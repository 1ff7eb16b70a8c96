//! Custom error types for ontology operations
//!
//! Covers reading a SemSQL ontology dump, loading mapping files and
//! computing mapping counts.

use std::fmt;
use std::io;
use std::path::PathBuf;

use crate::error::{ErrorCategory, ErrorClass};

/// Result type alias for ontology operations
pub type OntologyResult<T> = Result<T, OntologyError>;

/// Custom error type for ontology operations
#[derive(Debug)]
pub enum OntologyError {
    // =========================================================================
    // Source Errors
    // =========================================================================
    /// The ontology database could not be fetched or opened
    Unavailable { location: String, reason: String },

    /// A required SemSQL table or view is missing from the dump
    MissingTable { ontology: String, table: String },

    /// A query against the SemSQL dump failed
    QueryFailed { ontology: String, reason: String },

    // =========================================================================
    // Mapping Errors
    // =========================================================================
    /// A mapping targets an IRI that is not a class of the loaded ontology
    UnmatchedTarget { iri: String },

    /// A mapping file lacks a required column or is malformed
    InvalidMappings { path: PathBuf, reason: String },

    // =========================================================================
    // I/O Errors
    // =========================================================================
    /// File I/O error
    IoError {
        operation: String,
        path: Option<PathBuf>,
        source: io::Error,
    },
}

impl fmt::Display for OntologyError {
    fn fmt(&self, f: &mut fmt::Formatter<'_>) -> fmt::Result {
        match self {
            OntologyError::Unavailable { location, reason } => {
                write!(f, "Ontology source '{location}' unavailable: {reason}")
            }
            OntologyError::MissingTable { ontology, table } => {
                write!(f, "Ontology '{ontology}' has no '{table}' table")
            }
            OntologyError::QueryFailed { ontology, reason } => {
                write!(f, "Query against ontology '{ontology}' failed: {reason}")
            }
            OntologyError::UnmatchedTarget { iri } => {
                write!(f, "Mapping target '{iri}' is not a class of the ontology")
            }
            OntologyError::InvalidMappings { path, reason } => {
                write!(f, "Invalid mappings file {path:?}: {reason}")
            }
            OntologyError::IoError {
                operation,
                path,
                source,
            } => {
                if let Some(p) = path {
                    write!(f, "I/O error during {operation} on {p:?}: {source}")
                } else {
                    write!(f, "I/O error during {operation}: {source}")
                }
            }
        }
    }
}

impl std::error::Error for OntologyError {
    fn source(&self) -> Option<&(dyn std::error::Error + 'static)> {
        match self {
            OntologyError::IoError { source, .. } => Some(source),
            _ => None,
        }
    }
}

impl From<io::Error> for OntologyError {
    fn from(err: io::Error) -> Self {
        OntologyError::IoError {
            operation: "unknown".to_string(),
            path: None,
            source: err,
        }
    }
}

impl OntologyError {
    /// Create an unavailable-source error
    pub fn unavailable(location: impl Into<String>, reason: impl Into<String>) -> Self {
        OntologyError::Unavailable {
            location: location.into(),
            reason: reason.into(),
        }
    }

    /// Create a failed-query error
    pub fn query_failed(ontology: impl Into<String>, reason: impl fmt::Display) -> Self {
        OntologyError::QueryFailed {
            ontology: ontology.into(),
            reason: reason.to_string(),
        }
    }

    /// Create an unmatched-target data-quality event
    pub fn unmatched_target(iri: impl Into<String>) -> Self {
        OntologyError::UnmatchedTarget { iri: iri.into() }
    }

    /// Create an invalid-mappings error
    pub fn invalid_mappings(path: impl Into<PathBuf>, reason: impl Into<String>) -> Self {
        OntologyError::InvalidMappings {
            path: path.into(),
            reason: reason.into(),
        }
    }

    /// Create an I/O error with context
    pub fn io_error(operation: impl Into<String>, path: Option<PathBuf>, source: io::Error) -> Self {
        OntologyError::IoError {
            operation: operation.into(),
            path,
            source,
        }
    }
}

impl ErrorClass for OntologyError {
    /// Only unmatched targets let the build continue
    fn is_recoverable(&self) -> bool {
        matches!(self, OntologyError::UnmatchedTarget { .. })
    }

    fn category(&self) -> ErrorCategory {
        match self {
            OntologyError::Unavailable { .. } => ErrorCategory::Upstream,
            OntologyError::MissingTable { .. } | OntologyError::QueryFailed { .. } => {
                ErrorCategory::Storage
            }
            OntologyError::UnmatchedTarget { .. } => ErrorCategory::DataQuality,
            OntologyError::InvalidMappings { .. } => ErrorCategory::Parsing,
            OntologyError::IoError { .. } => ErrorCategory::Storage,
        }
    }
}

#[cfg(test)]
mod tests {
    use super::*;

    #[test]
    fn test_unavailable_display() {
        let err = OntologyError::unavailable("https://s3.amazonaws.com/bbop-sqlite/efo.db", "404");
        assert!(err.to_string().contains("efo.db"));
        assert!(err.to_string().contains("404"));
        assert!(!err.is_recoverable());
    }

    #[test]
    fn test_missing_table_display() {
        let err = OntologyError::MissingTable {
            ontology: "efo".to_string(),
            table: "entailed_edge".to_string(),
        };
        assert_eq!(err.to_string(), "Ontology 'efo' has no 'entailed_edge' table");
    }

    #[test]
    fn test_io_error_conversion() {
        let io_err = io::Error::new(io::ErrorKind::NotFound, "File not found");
        let ont_err: OntologyError = io_err.into();
        assert!(matches!(ont_err, OntologyError::IoError { .. }));
        assert!(std::error::Error::source(&ont_err).is_some());
    }

    #[test]
    fn test_unmatched_is_data_quality() {
        let err = OntologyError::unmatched_target("http://www.ebi.ac.uk/efo/EFO_9999999");
        assert!(err.is_recoverable());
        assert_eq!(err.category(), ErrorCategory::DataQuality);
    }
}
━━━━━━━━━━
WHAT YOU HAVE TO DO — The records above should be restated word for word in their entirety.

SOLUTION TO THE PROBLEM —
repository 1ff7eb16b70a8c96
//! Custom error types for ontology operations
//!
//! Covers reading a SemSQL ontology dump, loading mapping files and
//! computing mapping counts.

use std::fmt;
use std::io;
use std::path::PathBuf;

use crate::error::{ErrorCategory, ErrorClass};

/// Result type alias for ontology operations
pub type OntologyResult<T> = Result<T, OntologyError>;

/// Custom error type for ontology operations
#[derive(Debug)]
pub enum OntologyError {
    // =========================================================================
    // Source Errors
    // =========================================================================
    /// The ontology database could not be fetched or opened
    Unavailable { location: String, reason: String },

    /// A required SemSQL table or view is missing from the dump
    MissingTable { ontology: String, table: String },

    /// A query against the SemSQL dump failed
    QueryFailed { ontology: String, reason: String },

    // =========================================================================
    // Mapping Errors
    // =========================================================================
    /// A mapping targets an IRI that is not a class of the loaded ontology
    UnmatchedTarget { iri: String },

    /// A mapping file lacks a required column or is malformed
    InvalidMappings { path: PathBuf, reason: String },

    // =========================================================================
    // I/O Errors
    // =========================================================================
    /// File I/O error
    IoError {
        operation: String,
        path: Option<PathBuf>,
        source: io::Error,
    },
}

impl fmt::Display for OntologyError {
    fn fmt(&self, f: &mut fmt::Formatter<'_>) -> fmt::Result {
        match self {
            OntologyError::Unavailable { location, reason } => {
                write!(f, "Ontology source '{location}' unavailable: {reason}")
            }
            OntologyError::MissingTable { ontology, table } => {
                write!(f, "Ontology '{ontology}' has no '{table}' table")
            }
            OntologyError::QueryFailed { ontology, reason } => {
                write!(f, "Query against ontology '{ontology}' failed: {reason}")
            }
            OntologyError::UnmatchedTarget { iri } => {
                write!(f, "Mapping target '{iri}' is not a class of the ontology")
            }
            OntologyError::InvalidMappings { path, reason } => {
                write!(f, "Invalid mappings file {path:?}: {reason}")
            }
            OntologyError::IoError {
                operation,
                path,
                source,
            } => {
                if let Some(p) = path {
                    write!(f, "I/O error during {operation} on {p:?}: {source}")
                } else {
                    write!(f, "I/O error during {operation}: {source}")
                }
            }
        }
    }
}

impl std::error::Error for OntologyError {
    fn source(&self) -> Option<&(dyn std::error::Error + 'static)> {
        match self {
            OntologyError::IoError { source, .. } => Some(source),
            _ => None,
        }
    }
}

impl From<io::Error> for OntologyError {
    fn from(err: io::Error) -> Self {
        OntologyError::IoError {
            operation: "unknown".to_string(),
            path: None,
            source: err,
        }
    }
}

impl OntologyError {
    /// Create an unavailable-source error
    pub fn unavailable(location: impl Into<String>, reason: impl Into<String>) -> Self {
        OntologyError::Unavailable {
            location: location.into(),
            reason: reason.into(),
        }
    }

    /// Create a failed-query error
    pub fn query_failed(ontology: impl Into<String>, reason: impl fmt::Display) -> Self {
        OntologyError::QueryFailed {
            ontology: ontology.into(),
            reason: reason.to_string(),
        }
    }

    /// Create an unmatched-target data-quality event
    pub fn unmatched_target(iri: impl Into<String>) -> Self {
        OntologyError::UnmatchedTarget { iri: iri.into() }
    }

    /// Create an invalid-mappings error
    pub fn invalid_mappings(path: impl Into<PathBuf>, reason: impl Into<String>) -> Self {
        OntologyError::InvalidMappings {
            path: path.into(),
            reason: reason.into(),
        }
    }

    /// Create an I/O error with context
    pub fn io_error(operation: impl Into<String>, path: Option<PathBuf>, source: io::Error) -> Self {
        OntologyError::IoError {
            operation: operation.into(),
            path,
            source,
        }
    }
}

impl ErrorClass for OntologyError {
    /// Only unmatched targets let the build continue
    fn is_recoverable(&self) -> bool {
        matches!(self, OntologyError::UnmatchedTarget { .. })
    }

    fn category(&self) -> ErrorCategory {
        match self {
            OntologyError::Unavailable { .. } => ErrorCategory::Upstream,
            OntologyError::MissingTable { .. } | OntologyError::QueryFailed { .. } => {
                ErrorCategory::Storage
            }
            OntologyError::UnmatchedTarget { .. } => ErrorCategory::DataQuality,
            OntologyError::InvalidMappings { .. } => ErrorCategory::Parsing,
            OntologyError::IoError { .. } => ErrorCategory::Storage,
        }
    }
}

#[cfg(test)]
mod tests {
    use super::*;

    #[test]
    fn test_unavailable_display() {
        let err = OntologyError::unavailable("https://s3.amazonaws.com/bbop-sqlite/efo.db", "404");
        assert!(err.to_string().contains("efo.db"));
        assert!(err.to_string().contains("404"));
        assert!(!err.is_recoverable());
    }

    #[test]
    fn test_missing_table_display() {
        let err = OntologyError::MissingTable {
            ontology: "efo".to_string(),
            table: "entailed_edge".to_string(),
        };
        assert_eq!(err.to_string(), "Ontology 'efo' has no 'entailed_edge' table");
    }

    #[test]
    fn test_io_error_conversion() {
        let io_err = io::Error::new(io::ErrorKind::NotFound, "File not found");
        let ont_err: OntologyError = io_err.into();
        assert!(matches!(ont_err, OntologyError::IoError { .. }));
        assert!(std::error::Error::source(&ont_err).is_some());
    }

    #[test]
    fn test_unmatched_is_data_quality() {
        let err = OntologyError::unmatched_target("http://www.ebi.ac.uk/efo/EFO_9999999");
        assert!(err.is_recoverable());
        assert_eq!(err.category(), ErrorCategory::DataQuality);
    }
}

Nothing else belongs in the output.